Su vida era el mundo editorial
Acabo de recibir la noticia de la muerte de José Ortega Spottorno. Hace unos días, pregunté a Andrés Ortega por sus padres. Sabía del progreso de la enfermedad de José y las noticias que me dio su hijo no fueron esperanzadoras. Por más que la realidad se impusiera, no me hacía a la idea de que el desenlace pudiera llegar antes de que José pudiera ver publicado su último libro. Hasta hace pocos meses, me decía Simone, su mujer, seguía escribiendo todos los días.
Conocí personalmente a José Ortega en septiembre de 1973. Fue mi primer contacto con Prisa y con el proyecto de El País. Me llamó la atención en aquel momento el gran parecido con su padre, Ortega y Gasset, y, sobre todo, la naturalidad de su trato desde el primer día, a pesar de los casi 30 años de edad que nos separaban.
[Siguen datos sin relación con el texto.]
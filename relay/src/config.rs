//! Relay configuration, read once from the environment at startup.

use std::fmt;
use std::time::Duration;

pub const SUBDOMAIN_VAR: &str = "ZENDESK_SUBDOMAIN";
pub const API_TOKEN_VAR: &str = "ZENDESK_API_TOKEN";
pub const USER_EMAIL_VAR: &str = "ZENDESK_USER_EMAIL";
pub const GROUP_ID_VAR: &str = "ZENDESK_TECH_SUPPORT_ASSIGNEE_ID";
pub const API_BASE_URL_VAR: &str = "ZENDESK_API_BASE_URL";
pub const VENDOR_TIMEOUT_VAR: &str = "SUPPORT_RELAY_VENDOR_TIMEOUT_SECS";

const DEFAULT_VENDOR_TIMEOUT_SECS: u64 = 15;

/// Configuration problems. Messages name variables, never their values.
#[derive(Debug, Clone, PartialEq, Eq, thiserror::Error)]
pub enum ConfigError {
    #[error("missing environment variable {0}")]
    Missing(&'static str),

    #[error("{0} must be an unsigned integer group id")]
    InvalidGroupId(&'static str),

    #[error("{0} must be a positive number of seconds")]
    InvalidTimeout(&'static str),
}

#[derive(Clone, PartialEq, Eq)]
pub struct RelayConfig {
    pub subdomain: String,
    pub api_token: String,
    pub user_email: String,
    pub group_id: u64,
    /// Scheme and host of the ticketing API, without a trailing slash.
    pub api_base_url: String,
    pub vendor_timeout: Duration,
}

impl fmt::Debug for RelayConfig {
    fn fmt(&self, f: &mut fmt::Formatter<'_>) -> fmt::Result {
        f.debug_struct("RelayConfig")
            .field("subdomain", &self.subdomain)
            .field("api_token", &"<redacted>")
            .field("user_email", &self.user_email)
            .field("group_id", &self.group_id)
            .field("api_base_url", &self.api_base_url)
            .field("vendor_timeout", &self.vendor_timeout)
            .finish()
    }
}

impl RelayConfig {
    pub fn from_env() -> Result<Self, ConfigError> {
        Self::from_lookup(|name| std::env::var(name).ok())
    }

    /// Build from any variable source. Blank values count as missing.
    pub fn from_lookup<F>(lookup: F) -> Result<Self, ConfigError>
    where
        F: Fn(&str) -> Option<String>,
    {
        let get = |name: &str| {
            lookup(name)
                .map(|value| value.trim().to_string())
                .filter(|value| !value.is_empty())
        };
        let require = |name: &'static str| get(name).ok_or(ConfigError::Missing(name));

        let subdomain = require(SUBDOMAIN_VAR)?;
        let api_token = require(API_TOKEN_VAR)?;
        let user_email = require(USER_EMAIL_VAR)?;
        let group_id = require(GROUP_ID_VAR)?
            .parse::<u64>()
            .map_err(|_| ConfigError::InvalidGroupId(GROUP_ID_VAR))?;

        let api_base_url = get(API_BASE_URL_VAR)
            .unwrap_or_else(|| format!("https://{subdomain}.zendesk.com"))
            .trim_end_matches('/')
            .to_string();

        let vendor_timeout = match get(VENDOR_TIMEOUT_VAR) {
            None => Duration::from_secs(DEFAULT_VENDOR_TIMEOUT_SECS),
            Some(raw) => raw
                .parse::<u64>()
                .ok()
                .filter(|secs| *secs > 0)
                .map(Duration::from_secs)
                .ok_or(ConfigError::InvalidTimeout(VENDOR_TIMEOUT_VAR))?,
        };

        Ok(Self {
            subdomain,
            api_token,
            user_email,
            group_id,
            api_base_url,
            vendor_timeout,
        })
    }

    pub fn tickets_url(&self) -> String {
        format!("{}/api/v2/tickets.json", self.api_base_url)
    }
}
Era un ingeniero agrónomo que no sentía, según él mismo me dijo, gran entusiasmo por el campo. Su vida era el mundo editorial. En aquellos primeros años me llamaba para los asuntos del trabajo desde Alianza Editorial -de la que era creador y director general- o desde la Revista de Occidente -la obra de su padre, cuya publicación había reanudado-.
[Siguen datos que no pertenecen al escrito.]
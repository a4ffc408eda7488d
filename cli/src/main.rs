use clap::Parser;
use support_cli::Cli;
use tracing_subscriber::EnvFilter;

#[tokio::main]
async fn main() -> anyhow::Result<()> {
    // stdout carries command output; logs go to stderr.
    let env_filter = EnvFilter::try_from_default_env().unwrap_or_else(|_| EnvFilter::new("info"));
    tracing_subscriber::fmt()
        .with_env_filter(env_filter)
        .with_writer(std::io::stderr)
        .init();

    let code = Cli::parse().run().await?;
    if code != 0 {
        std::process::exit(code);
    }
    Ok(())
}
En el piso de la calle de Núñez de Balboa, la sede de Prisa desde la que se luchó para que El País fuera una realidad, la convivencia era natural: muy pocas personas pero en espacio reducido. Había pocos secretos y los obstáculos que, casi a diario, se ponían desde la Administración al proyecto del periódico se vivían, de una u otra forma, por todos los que allí estábamos.
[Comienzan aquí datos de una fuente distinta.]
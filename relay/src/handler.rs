//! One pass of the relay per request: preflight, method check, body parse,
//! required fields, configuration, vendor call, status mapping.

use std::sync::Arc;

use serde_json::Value;
use support_core::translate;
use support_protocol::RelayReply;
use support_protocol::SupportPayload;
use tracing::error;
use tracing::info;
use tracing::warn;

use crate::config::ConfigError;
use crate::config::RelayConfig;
use crate::vendor::TicketVendor;
use crate::vendor::VendorError;
use crate::vendor::ZendeskClient;

pub const INVALID_BODY_MESSAGE: &str = "Invalid request body.";
pub const MISSING_FIELDS_MESSAGE: &str = "Missing required fields: name, email, and issueDescription.";
pub const CONFIG_ERROR_MESSAGE: &str = "Internal server configuration error.";
pub const METHOD_NOT_ALLOWED_MESSAGE: &str = "Method Not Allowed.";
pub const AUTH_FAILED_MESSAGE: &str = "Authentication failed with Zendesk.";
pub const RATE_LIMITED_MESSAGE: &str =
    "Rate limit exceeded contacting support system. Please try again later.";
pub const VENDOR_TIMEOUT_MESSAGE: &str = "Timed out contacting support system.";
pub const UNEXPECTED_MESSAGE: &str = "An unexpected error occurred.";
pub const BODY_TOO_LARGE_MESSAGE: &str = "Request body too large.";

const ALLOWED_METHODS: &str = "POST, OPTIONS";

/// Transport-neutral view of an incoming request.
#[derive(Debug, Clone, PartialEq, Eq)]
pub struct RelayEvent {
    pub method: String,
    pub body: Option<Vec<u8>>,
}

impl RelayEvent {
    pub fn new(method: impl Into<String>, body: Option<Vec<u8>>) -> Self {
        Self {
            method: method.into(),
            body,
        }
    }

    pub fn post(body: impl Into<Vec<u8>>) -> Self {
        Self::new("POST", Some(body.into()))
    }
}

#[derive(Debug, Clone, PartialEq, Eq)]
pub struct RelayResponse {
    pub status: u16,
    pub headers: Vec<(&'static str, String)>,
    /// Empty for preflight, otherwise a serialized [`RelayReply`].
    pub body: String,
}

impl RelayResponse {
    fn preflight() -> Self {
        Self {
            status: 200,
            headers: cors_headers(),
            body: String::new(),
        }
    }

    fn reply(status: u16, reply: &RelayReply) -> Self {
        Self {
            status,
            headers: cors_headers(),
            body: serde_json::to_string(reply).unwrap_or_default(),
        }
    }

    fn failure(status: u16, message: impl Into<String>) -> Self {
        Self::reply(status, &RelayReply::failure(message))
    }

    /// Response for a POST whose body the host could not buffer. 413 keeps
    /// its status; any other read failure is an invalid body.
    pub fn body_rejected(status: u16) -> Self {
        if status == 413 {
            Self::failure(413, BODY_TOO_LARGE_MESSAGE)
        } else {
            Self::failure(400, INVALID_BODY_MESSAGE)
        }
    }

    fn with_header(mut self, name: &'static str, value: &str) -> Self {
        self.headers.push((name, value.to_string()));
        self
    }

    pub fn header(&self, name: &str) -> Option<&str> {
        self.headers
            .iter()
            .find(|(key, _)| key.eq_ignore_ascii_case(name))
            .map(|(_, value)| value.as_str())
    }
}

fn cors_headers() -> Vec<(&'static str, String)> {
    vec![
        ("Content-Type", "application/json".to_string()),
        ("Access-Control-Allow-Origin", "*".to_string()),
        ("Access-Control-Allow-Methods", ALLOWED_METHODS.to_string()),
        ("Access-Control-Allow-Headers", "Content-Type".to_string()),
    ]
}

/// Stateless request handler. Holds the startup configuration (or the
/// reason it could not be built) and the vendor client.
pub struct Relay {
    config: Result<RelayConfig, ConfigError>,
    vendor: Arc<dyn TicketVendor>,
}

impl Relay {
    pub fn new(config: Result<RelayConfig, ConfigError>) -> Self {
        Self::with_vendor(config, Arc::new(ZendeskClient::new()))
    }

    pub fn with_vendor(
        config: Result<RelayConfig, ConfigError>,
        vendor: Arc<dyn TicketVendor>,
    ) -> Self {
        if let Err(err) = &config {
            error!(error = %err, "relay configuration is incomplete; submissions will fail");
        }
        Self { config, vendor }
    }

    pub fn from_env() -> Self {
        Self::new(RelayConfig::from_env())
    }

    pub fn is_configured(&self) -> bool {
        self.config.is_ok()
    }

    pub async fn handle(&self, event: RelayEvent) -> RelayResponse {
        if event.method.eq_ignore_ascii_case("OPTIONS") {
            return RelayResponse::preflight();
        }
        if !event.method.eq_ignore_ascii_case("POST") {
            warn!(method = %event.method, "rejected non-POST request");
            return RelayResponse::failure(405, METHOD_NOT_ALLOWED_MESSAGE)
                .with_header("Allow", ALLOWED_METHODS);
        }

        let payload = match parse_body(event.body.as_deref()) {
            Some(payload) => payload,
            None => {
                warn!("rejected request with an unreadable body");
                return RelayResponse::failure(400, INVALID_BODY_MESSAGE);
            }
        };

        let missing = payload.missing_required();
        if !missing.is_empty() {
            warn!(?missing, "rejected request with missing required fields");
            return RelayResponse::failure(400, MISSING_FIELDS_MESSAGE);
        }

        let config = match &self.config {
            Ok(config) => config,
            Err(err) => {
                error!(error = %err, "cannot create ticket without configuration");
                return RelayResponse::failure(500, CONFIG_ERROR_MESSAGE);
            }
        };

        let envelope = translate(&payload).with_group(config.group_id);
        match self.vendor.create_ticket(config, &envelope).await {
            Ok(ticket_id) => {
                info!(ticket_id = ?ticket_id, "support ticket created");
                RelayResponse::reply(201, &RelayReply::created(ticket_id))
            }
            Err(err) => vendor_failure(&err),
        }
    }
}

/// Decode the body into the recognized field set. A JSON value that is not
/// an object carries no fields, so it falls through to the required-field
/// check; `null`, malformed JSON, or an object with mistyped fields does not.
fn parse_body(body: Option<&[u8]>) -> Option<SupportPayload> {
    let body = body.filter(|bytes| !bytes.is_empty())?;
    match serde_json::from_slice::<Value>(body).ok()? {
        Value::Null => None,
        value @ Value::Object(_) => serde_json::from_value(value).ok(),
        _ => Some(SupportPayload::default()),
    }
}

fn vendor_failure(err: &VendorError) -> RelayResponse {
    match err {
        VendorError::Status {
            status: status @ (401 | 403),
            ..
        } => RelayResponse::failure(*status, AUTH_FAILED_MESSAGE),
        VendorError::Status {
            status: 422,
            description,
        } => RelayResponse::failure(
            422,
            format!(
                "Invalid data sent to Zendesk: {}",
                description.as_deref().unwrap_or("Validation error")
            ),
        ),
        VendorError::Status { status: 429, .. } => {
            RelayResponse::failure(429, RATE_LIMITED_MESSAGE)
        }
        VendorError::Status { status, .. } => {
            let client_status = if *status >= 500 { 500 } else { *status };
            RelayResponse::failure(
                client_status,
                format!("Failed to communicate with support system (Status: {status})."),
            )
        }
        VendorError::Timeout => RelayResponse::failure(504, VENDOR_TIMEOUT_MESSAGE),
        VendorError::Transport(_) => RelayResponse::failure(500, UNEXPECTED_MESSAGE),
    }
}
Todos los martes le acompañaba a la visita que hacía a las obras de construcción del edificio de la calle de Miguel Yuste y recuerdo los mil y un proyectos que tenía para su utilización en el caso de que no se consiguiera la autorización administrativa para la aparición del diario.
Luego, durante casi 17 años, me he sentado a su izquierda en el consejo de administración de Prisa y, muy frecuentemente en los últimos años, cuando el oído flaqueaba, le he ido transmitiendo las intervenciones que no se hacían en un tono suficientemente alto.
No tengo más que buenos recuerdos para José Ortega y, desde luego, le debo, y le seguiré debiendo, el agradecimiento por la oportunidad que en aquel, ya muy lejano, año 1973 me dio y que me ha permitido estar presente en una apasionante aventura de la que tenía motivos para sentirse orgulloso.